Как только по городу разнеслась новость о сексуальных домогательствах по отношению к детям в частном детском садике, и в особенности информация о том, что миссис Мастерсон позволяла мужу завлекать детей в свой компьютерный кабинет на верхнем этаже дома, Бобби рухнул на мокрый пол своей ванной комнаты. А потом, когда он очнулся и прочел «Чистилище» в переводе Мервина, его голова стала постепенно проясняться. Тем более что об этом деле ему постоянно напоминали передачи местной радиостанции. Он до сих пор не мог сказать, сколько времени он пролежал на мокром линолеуме ванной комнаты, чувствуя запах собственных испражнений. Его тело била дрожь. Странно, что самое обыкновенное сообщение по радио произвело на него такое сильное впечатление. Он долго думал над этим, но никак не мог понять, что с ним случилось. Возможно, это стало результатом слишком долгого и напряженного ожидания хоть какого-то ответа от администрации университета. А может быть, все дело в том, что эта мерзкая супружеская пара специально учредила частный детский сад для соблазнения и развращения детей? И почему это произошло именно тогда, когда он сидел на унитазе? Он прочитал несколько книг Фрейда на эту тему, но ничего не нашел там, кроме, пожалуй, того, что освобождение кишечника является ежедневной ритуальной травмой, от которой никогда не может освободиться ни один человек. Но раньше он мог хотя бы контролировать этот процесс.
Нужно во что бы то ни стало увидеть этих Мастерсонов.
Это была охота, хотя и очень беспорядочная. Он часто упрекал себя за такую грязь, но вместе с тем понимал, что уже принял решение и не может отказаться от него. Он давно уже знал, что даже хаос можно преобразовать в определенный порядок. Вот почему, вонзив разбитую бутылку в Стива и Эйлин, он долго сидел на кровати и смотрел на их неподвижные тела. Они были привязаны к ножкам кровати, а их рты залеплены клейкой лентой. Его рука с пистолетом опустилась вниз. Он никогда не стрелял из него, а использовал лишь для того, чтобы заставить их быть покорными, заставить Эйлин привязать к кровати Стива. А потом стал думать даже более ясно, чем мог предположить. Эйлин привязала к кровати своего мужа — крепкого мужчину, который значительно превосходил его физически. К тому же он предусмотрительно прихватил с собой липкую ленту, хотя и забыл взять с собой стеклянную бутылку. После того как они перестали дышать, он уселся на их кровать с окровавленной бутылкой в руке и глухо проворчал: «Вот черт, какой беспорядок…» Что это было? Страх разоблачения? Нет, что-то совершенно другое. Беспорядок. Хаос. Отсутствие упорядоченности. Во всем этом деле была какая-то своя эстетика, или по крайней мере должна была быть. Нечто такое, на что раньше он никогда не обращал внимания.

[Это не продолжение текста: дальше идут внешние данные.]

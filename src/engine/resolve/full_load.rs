use super::mapping_resolver::{MappingResolver, MethodName, ResolverFactory, remap_type};
use crate::engine::errors::EngineError;
use std::fs;
use std::path::{Path, PathBuf};
use std::sync::Arc;
use std::time::Instant;
use tracing::info;

/// Parses the whole mapping file once and keeps the resolver for the
/// lifetime of the cache entry.
pub struct FullLoadEngine {
    mapping_path: PathBuf,
    resolver: Box<dyn MappingResolver>,
}

impl FullLoadEngine {
    pub fn load(mapping_path: &Path, factory: &dyn ResolverFactory) -> Result<Self, EngineError> {
        let start = Instant::now();
        let text: Arc<str> = Arc::from(fs::read_to_string(mapping_path)?);
        let bytes = text.len();
        let resolver = factory.scoped(text);
        info!(
            target: "retrace::engine",
            path = %mapping_path.display(),
            bytes,
            elapsed_ms = start.elapsed().as_millis() as u64,
            "Loaded full mapping"
        );
        Ok(Self {
            mapping_path: mapping_path.to_path_buf(),
            resolver,
        })
    }

    pub fn mapping_path(&self) -> &Path {
        &self.mapping_path
    }

    pub fn resolve(&self, lines: &[String]) -> Vec<String> {
        if lines.is_empty() {
            return Vec::new();
        }
        self.resolver.resolve_lines(lines)
    }

    pub fn resolve_class(&self, obfuscated: &str) -> Option<String> {
        self.resolver.resolve_class(obfuscated)
    }

    pub fn resolve_method(&self, class: &str, method: &str) -> Option<MethodName> {
        self.resolver.resolve_method(class, method)
    }

    pub fn resolve_field(&self, class: &str, field: &str) -> Option<String> {
        self.resolver.resolve_field(class, field)
    }

    pub fn resolve_type(&self, ty: &str) -> String {
        remap_type(self.resolver.as_ref(), ty)
    }
}
use crate::engine::extract::ReferenceExtractor;
use crate::engine::index::{Index, IndexEntry};
use std::collections::{HashMap, HashSet};

fn index_of(names: &[&str]) -> Index {
    let mut entries = HashMap::new();
    for (i, name) in names.iter().enumerate() {
        entries.insert(
            name.to_string(),
            IndexEntry::new(*name, format!("orig.{}", i), i as u64 * 10, 10),
        );
    }
    Index::new(entries, names.len() as u64 * 10, 0)
}

fn set(names: &[&str]) -> HashSet<String> {
    names.iter().map(|s| s.to_string()).collect()
}

#[test]
fn stack_frame_drops_member_name() {
    let index = index_of(&["a.b.C"]);
    let found = ReferenceExtractor::extract(&["at a.b.C.method(File.java:42)"], &index);
    assert_eq!(found, set(&["a.b.C"]));
}

#[test]
fn caused_by_line() {
    let index = index_of(&["x.y.Z"]);
    let found = ReferenceExtractor::extract(&["Caused by: x.y.Z: oops"], &index);
    assert_eq!(found, set(&["x.y.Z"]));
}

#[test]
fn leading_exception_line() {
    let index = index_of(&["a.FooException"]);
    let found = ReferenceExtractor::extract(&["a.FooException: bad input"], &index);
    assert_eq!(found, set(&["a.FooException"]));
}

#[test]
fn nested_reference_adds_enclosing_class() {
    let index = index_of(&["a.b.Outer", "a.b.Outer$Inner"]);
    let found = ReferenceExtractor::extract(&["\tat a.b.Outer$Inner.a(SourceFile:1)"], &index);
    assert_eq!(found, set(&["a.b.Outer", "a.b.Outer$Inner"]));
}

#[test]
fn enclosing_classes_walk_outwards() {
    let outers: Vec<_> = ReferenceExtractor::enclosing_classes("a.b.Outer$Mid$Inner").collect();
    assert_eq!(outers, vec!["a.b.Outer$Mid", "a.b.Outer"]);

    let lambda: Vec<_> =
        ReferenceExtractor::enclosing_classes("a.b.C$$ExternalSyntheticLambda0").collect();
    assert_eq!(lambda, vec!["a.b.C"]);

    assert_eq!(ReferenceExtractor::enclosing_classes("a.b.C").count(), 0);
    assert_eq!(ReferenceExtractor::enclosing_classes("a.b.$Proxy1").count(), 0);
}

#[test]
fn fallback_catches_irregular_formats() {
    let index = index_of(&["k.l.M"]);
    let found = ReferenceExtractor::extract(&["E/AndroidRuntime: crashed in k.l.M during start"], &index);
    assert_eq!(found, set(&["k.l.M"]));
}

#[test]
fn unknown_candidates_are_filtered_by_index() {
    let index = index_of(&["a.b.C"]);
    let found = ReferenceExtractor::extract(
        &[
            "version 1.2.3 of com.vendor.lib",
            "at java.lang.Thread.run(Thread.java:919)",
        ],
        &index,
    );
    assert!(found.is_empty());

    let raw = ReferenceExtractor::candidates("at java.lang.Thread.run(Thread.java:919)");
    assert!(raw.contains("java.lang.Thread"));
}

#[test]
fn unparseable_lines_contribute_nothing() {
    let index = index_of(&["a.b.C"]);
    let lines = ["", "   ", "}}}((( ::", "\u{1F4A5} at (", "..."];
    assert!(ReferenceExtractor::extract(&lines, &index).is_empty());
}

#[test]
fn whole_trace_collects_union() {
    let index = index_of(&["a.b.C", "a.b.Outer", "a.b.Outer$Inner", "x.y.Z", "q.r.S"]);
    let trace = vec![
        "x.y.Z: something broke".to_string(),
        "    at a.b.C.b(SourceFile:2)".to_string(),
        "    at a.b.Outer$Inner.a(SourceFile:1)".to_string(),
        "    at android.os.Handler.dispatchMessage(Handler.java:106)".to_string(),
    ];
    let found = ReferenceExtractor::extract(&trace, &index);
    assert_eq!(found, set(&["a.b.C", "a.b.Outer", "a.b.Outer$Inner", "x.y.Z"]));
}

#[test]
fn overlong_fallback_tokens_are_ignored() {
    let long = format!("a.{}", "b".repeat(250));
    assert!(!ReferenceExtractor::candidates(&long).contains(&long));
}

Вот почему, вернувшись в свою квартиру, приняв душ и швырнув в стиральную машину запачканную рубашку и грязные брюки (он никак не мог понять, каким образом кровь попала на его нижнее белье и почему смешалась с его спермой, чего он никак не ожидал), он сел за письменный стол, придвинул к себе старую пишущую машинку «ТВ-Корона», которая когда-то принадлежала секретарше его отца, и отпечатал свой первый стих. Поначалу у него ничего не получалось, все съезжало влево и казалось слишком формальным. Однако через некоторое время он начал убеждаться в том, что отнюдь не лишен не только определенных творческих дарований, но и сопутствующей им свободы. Он отпечатал целую страницу, пока не выработал свой стиль.
Эта писанина отняла у него более двух часов. Где-то около четырех утра он очнулся от чарующего творческого процесса и посмотрел на стопку книг, окружавших его почти антикварную, но хорошо смазанную и прекрасно работающую пишущую машинку. А также на старую книгу с классическими (но вместе с тем такими реалистичными) гравюрами Доре. Эту замечательную книгу подарила ему тетя много лет назад.